Gibson, whose previous plays include [sic] and Suitcase, has turned Odysseus, now called Od (Jesse Lenat), into a contemporary Mr. Mom. He's left at home with daughter Tel (Casie Platt), as wife Pen trots off to Troy as a war photographer. Od dominates the first half of this 90-minute trifle, faithfully waiting for Pen to return to the marital bed he keeps warm with hot rocks, and raising their precocious child alone.
As the years drag on, he is eventually beset by a trio of film documentarians, who move into his glossy apartment and vie for his amorous attentions, while turning his daily life into media fodder. There is apparently some point to be made here about media manipulation and its role in modern life, especially as we see much of the story's action broadcast live, either from center stage or from backstage, onto a large video screen prominently perched above all. And when we finally meet Pen, she is holding forth at a news conference, defending her dalliances with various gods and still trying to finish her long journey home.
Pen is properly cunning, but Kirk is never allowed to reach into the rich center of the character to deal with the ravages of temptation and redemption. Pen's arch and pointed storytelling is no substitute for real feeling.

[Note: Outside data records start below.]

//! Results of a parallel generation run

use serde::Serialize;
use std::fmt;
use std::time::Duration;

/// Prefix of the response string of a failed prompt
pub const ERROR_PREFIX: &str = "[ERROR] ";

/// Why a prompt stopped generating
#[derive(Debug, Clone, PartialEq, Eq, Serialize)]
pub enum FinishReason {
    /// The model produced an end-of-generation token
    EndOfGeneration,
    /// `max_tokens` reached
    MaxTokens,
    /// A conversational stop sequence appeared in the response
    StopSequence,
    /// The slot ran out of context positions
    ContextFull,
    /// Rejected at admission or failed while generating
    Failed(String),
}

impl FinishReason {
    pub fn is_failure(&self) -> bool {
        matches!(self, FinishReason::Failed(_))
    }
}

impl fmt::Display for FinishReason {
    fn fmt(&self, f: &mut fmt::Formatter<'_>) -> fmt::Result {
        match self {
            FinishReason::EndOfGeneration => write!(f, "end of generation"),
            FinishReason::MaxTokens => write!(f, "max tokens"),
            FinishReason::StopSequence => write!(f, "stop sequence"),
            FinishReason::ContextFull => write!(f, "context full"),
            FinishReason::Failed(msg) => write!(f, "failed: {}", msg),
        }
    }
}

/// Result for one prompt
#[derive(Debug, Clone, PartialEq, Serialize)]
pub struct Completion {
    /// Cleaned response text, empty for failures
    pub text: String,
    pub prompt_tokens: usize,
    pub generated_tokens: usize,
    pub finish_reason: FinishReason,
}

impl Completion {
    pub(crate) fn failed(prompt_tokens: usize, message: impl Into<String>) -> Self {
        Self {
            text: String::new(),
            prompt_tokens,
            generated_tokens: 0,
            finish_reason: FinishReason::Failed(message.into()),
        }
    }

    /// The response string: the text, or `"[ERROR] <diagnostic>"` on failure
    pub fn response(&self) -> String {
        match &self.finish_reason {
            FinishReason::Failed(msg) => format!("{}{}", ERROR_PREFIX, msg),
            _ => self.text.clone(),
        }
    }
}

/// Counters collected over one run
#[derive(Debug, Clone, Default, PartialEq, Serialize)]
pub struct GenerationStats {
    /// Prompt tokens ingested, shared prefix counted once
    pub prompt_tokens: usize,
    pub generated_tokens: usize,
    /// Transient decode failures absorbed by shrinking the chunk size
    pub cache_misses: u64,
    pub decode_calls: u64,
    pub shared_prefix_len: usize,
    pub peak_active_slots: usize,
    pub elapsed: Duration,
}

impl GenerationStats {
    /// Generated tokens per second over the whole run
    pub fn generation_throughput(&self) -> f64 {
        per_second(self.generated_tokens, self.elapsed)
    }

    /// Prompt tokens per second over the whole run
    pub fn prompt_throughput(&self) -> f64 {
        per_second(self.prompt_tokens, self.elapsed)
    }
}

fn per_second(count: usize, elapsed: Duration) -> f64 {
    let secs = elapsed.as_secs_f64();
    if secs > 0.0 {
        count as f64 / secs
    } else {
        0.0
    }
}

/// Output of `ParallelGenerator::generate_parallel`, aligned with the input prompts
#[derive(Debug, Clone, Serialize)]
pub struct ParallelOutput {
    pub completions: Vec<Completion>,
    pub stats: GenerationStats,
}

impl ParallelOutput {
    /// One response string per prompt
    pub fn responses(&self) -> Vec<String> {
        self.completions.iter().map(Completion::response).collect()
    }

    pub fn failed(&self) -> usize {
        self.completions
            .iter()
            .filter(|c| c.finish_reason.is_failure())
            .count()
    }
}

/// Progress update sent as prompts finish
#[derive(Debug, Clone, Copy, PartialEq, Eq)]
pub struct Progress {
    pub completed: usize,
    pub total: usize,
}

#[cfg(test)]
mod tests {
    use super::*;

    #[test]
    fn test_failed_response_is_prefixed() {
        let completion = Completion::failed(0, "Prompt too long");
        assert_eq!(completion.response(), "[ERROR] Prompt too long");
        assert!(completion.text.is_empty());
    }

    #[test]
    fn test_responses_align() {
        let output = ParallelOutput {
            completions: vec![
                Completion {
                    text: "hi".to_string(),
                    prompt_tokens: 3,
                    generated_tokens: 2,
                    finish_reason: FinishReason::MaxTokens,
                },
                Completion::failed(0, "boom"),
            ],
            stats: GenerationStats::default(),
        };
        assert_eq!(output.responses(), vec!["hi".to_string(), "[ERROR] boom".to_string()]);
        assert_eq!(output.failed(), 1);
    }

    #[test]
    fn test_throughput() {
        let stats = GenerationStats {
            generated_tokens: 100,
            elapsed: Duration::from_secs(2),
            ..Default::default()
        };
        assert_eq!(stats.generation_throughput(), 50.0);
        assert_eq!(GenerationStats::default().prompt_throughput(), 0.0);
    }
}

We care more about Od and Tel, because we see their psychic wounds and feel their pain, thanks to vibrant, accessible performances from Lenat and Platt. The result is a thematic imbalance, and we are left wanting more than comically caustic commentary and occasionally drippy dialogue.
Director Daniel Aukin, Gibson's longtime collaborator, focuses much of his attention on the electronics. He adroitly uses the video projections, a fuzzy, black-and-white mix of live and recorded action, as counterpoint to the flesh-and-blood actors. Indeed, some action that might be gruesome to see in three dimensions, such as when Pen returns home in disguise and assassinates the interlopers in her home, ends up less shocking when viewed through a lens. But overuse of the medium puts sentiments and passions behind a filter, too, and passion once removed is passion diminished.
Tony Cisek's sleek setting, a modern home of black marble, richly burnished wood, and streamlined shapes, is both attractive and versatile. It's a suitably gilded cage for Od and Tel to deal with the pain of Pen's absence.
However, it is telling that we meet Pen, also called Nobody in a bit of verbal manipulation by Gibson, as she speaks in front of a plain curtain, dispassionately spilling out details of her two decades worth of adventures. It is as if she is reporting on someone else's activities. In the end, Current Nobody simply needs more voltage.